There was also hand sanitizer on the tray — which has become the new table centrepiece during the COVID-19 pandemic.

When her two friends left, as when they arrived, there were no hugs “which we wanted to do,” said Henry, in a phone interview.

The Times Colonist spoke with three health leaders on Monday about what they are personally planning to do as businesses open and social circles broaden under Phase Two of the B.C. Restart Plan that kicks off today.

B.C. Nurses’ Union president Christine Soresen, in Kamloops, will stick to take-out and patio restaurants for now; infectious disease and critical care specialist Dr. David Forrest, in Nanaimo, is weary of any enclosed space where people aren’t wearing masks, so indoor restaurants aren’t first on list to-do list; Henry is excited to return to her favourite eatery.

Phase Two is an experiment for both businesses and patrons, Henry said. “For many, the transition brings anticipation but it also, for many, brings further apprehension and anxiety as schools and businesses look to open once again. We are still learning the new ways of social interactions and doing things we’ve never had to do before and that in itself can create anxiety and concern.”

The idea is to keep to small enough groups to deprive the virus a chance of taking off again, Henry said. “It’s not going to be back to normal, it’s going to be back to something that’s really unusual and different for us.”

Next time Henry has her friends over, she will consider setting out individually portioned snacks, she said. “It’s really about being mindful and cleaning your hands regularly.”

As for restaurants opening this week, Henry is eager: “I’m really looking forward to going to a restaurant.” Her favourites tend to be smaller venues. “Outside is clearly safer but if I’m with one other person in my bubble I’m happy to sit inside and I will be looking again to make sure there’s the right spacing.”

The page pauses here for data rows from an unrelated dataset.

// =============================================================================
// Parabolic SAR (Wilder's stop-and-reverse)
// =============================================================================
//
//   SAR_{t+1} = SAR_t + AF * (EP - SAR_t)
//
// EP is the extreme point of the current trend (highest high in an uptrend,
// lowest low in a downtrend). AF starts at `step`, grows by `step` on every
// new EP and is capped at `max`. In an uptrend the SAR may not rise above the
// two previous lows (mirror for a downtrend). When price penetrates the SAR
// the trend flips, SAR jumps to the old EP and AF resets.
//
// The initial trend is taken from the first two closes; results start at
// bar 1.
// =============================================================================

use serde::Serialize;

use super::{Indicator, IndicatorParams};
use crate::error::IndicatorError;
use crate::types::{Bias, PriceSeries};

#[derive(Debug, Clone, Copy, PartialEq, Serialize)]
pub struct ParabolicSarResult {
    pub psar: f64,
    pub trend: Bias,
    /// Trend flipped on this bar.
    pub reversal: bool,
}

#[derive(Debug, Clone, PartialEq)]
pub struct ParabolicSar {
    pub step: f64,
    pub max: f64,
}

impl Default for ParabolicSar {
    fn default() -> Self {
        Self {
            step: 0.02,
            max: 0.2,
        }
    }
}

impl ParabolicSar {
    pub fn from_params(params: &IndicatorParams) -> Result<Self, IndicatorError> {
        let step = params.factor("step", 0.02)?;
        let max = params.factor("max", 0.2)?;
        if step > max {
            return Err(IndicatorError::invalid_params(format!(
                "PSAR step ({step}) must not exceed max ({max})"
            )));
        }
        Ok(Self { step, max })
    }
}

impl Indicator for ParabolicSar {
    type Output = ParabolicSarResult;

    fn name(&self) -> &'static str {
        "PSAR"
    }

    fn warmup(&self) -> usize {
        1
    }

    fn compute(&self, series: &PriceSeries) -> Vec<ParabolicSarResult> {
        let bars = series.bars();
        if bars.len() < 2 {
            return Vec::new();
        }

        let (first, second) = (&bars[0], &bars[1]);
        let mut uptrend = second.close >= first.close;
        let mut af = self.step;
        let (mut sar, mut ep) = if uptrend {
            (first.low.min(second.low), first.high.max(second.high))
        } else {
            (first.high.max(second.high), first.low.min(second.low))
        };

        let mut results = Vec::with_capacity(bars.len() - 1);
        results.push(ParabolicSarResult {
            psar: sar,
            trend: trend(uptrend),
            reversal: false,
        });

        for i in 2..bars.len() {
            let bar = &bars[i];
            let mut next = sar + af * (ep - sar);
            let mut reversal = false;

            if uptrend {
                next = next.min(bars[i - 1].low).min(bars[i - 2].low);
                if bar.low < next {
                    uptrend = false;
                    reversal = true;
                    next = ep;
                    ep = bar.low;
                    af = self.step;
                } else if bar.high > ep {
                    ep = bar.high;
                    af = (af + self.step).min(self.max);
                }
            } else {
                next = next.max(bars[i - 1].high).max(bars[i - 2].high);
                if bar.high > next {
                    uptrend = true;
                    reversal = true;
                    next = ep;
                    ep = bar.high;
                    af = self.step;
                } else if bar.low < ep {
                    ep = bar.low;
                    af = (af + self.step).min(self.max);
                }
            }

            sar = next;
            results.push(ParabolicSarResult {
                psar: sar,
                trend: trend(uptrend),
                reversal,
            });
        }
        results
    }
}

fn trend(uptrend: bool) -> Bias {
    if uptrend {
        Bias::Bullish
    } else {
        Bias::Bearish
    }
}

#[cfg(test)]
mod tests {
    use super::*;
    use crate::indicators::test_support::*;

    #[test]
    fn rising_series_keeps_sar_below_lows() {
        let series = rising(50, 100.0, 1.0);
        let out = ParabolicSar::default().calculate(&series).unwrap();
        assert_eq!(out.len(), 49);
        for (i, r) in out.values.iter().enumerate() {
            assert_eq!(r.trend, Bias::Bullish);
            assert!(!r.reversal);
            assert!(r.psar <= series.bars()[out.bar_index(i)].low);
        }
    }

    #[test]
    fn sharp_drop_reverses_trend() {
        let mut closes: Vec<f64> = (0..20).map(|i| 100.0 + i as f64).collect();
        closes.extend((1..10).map(|i| 119.0 - 5.0 * i as f64));
        let out = ParabolicSar::default()
            .calculate(&series_from_closes(&closes))
            .unwrap();
        assert!(out.values.iter().any(|r| r.reversal));
        assert_eq!(out.latest().unwrap().trend, Bias::Bearish);
    }

    #[test]
    fn step_above_max_is_rejected() {
        let params = IndicatorParams::new().with("step", 0.5);
        assert!(ParabolicSar::from_params(&params).is_err());
    }
}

Restaurants are required to operate at 50% of capacity, serve parties no bigger than six people, keep different parties at least two metres apart, and record contact information of at least one guest from each party and keep it for up to 30 days for contact tracing in the event of an outbreak.

To keep fit and maintain a balance in her busy life, Henry runs and does yoga.

Henry has been asking her yoga studio to hold classes in a park. “I’d be more inclined to do outdoor yoga right now.” As for her gym, she is going to continue to take their online classes. “I think it’s going to be a bit of a mixture right now. I find it really convenient to have a session with a trainer virtually.”

If people maintain their distance, Henry believes going to a department store or clothing and shoe shops will be fine.

Forrest, the infectious disease expert, has no plans to step inside a shopping mall or a gym any time soon but he’s less concerned about going to a barber, provided there’s proper physical distancing, low numbers of people and wearing of masks.

“Any place where there’s going to be crowding in an enclosed space will be a concern to me if not everyone is wearing a mask and because it’s not mandated and because I’ve seen people less interested in wearing masks recently I’m more concerned,” said Forrest. He emphasized that masks are not a replacement for physical distancing, but are a necessary adjunct.

Particularly difficult are establishments such as restaurants where it’s not practical to constantly wear a mask, said Forrest.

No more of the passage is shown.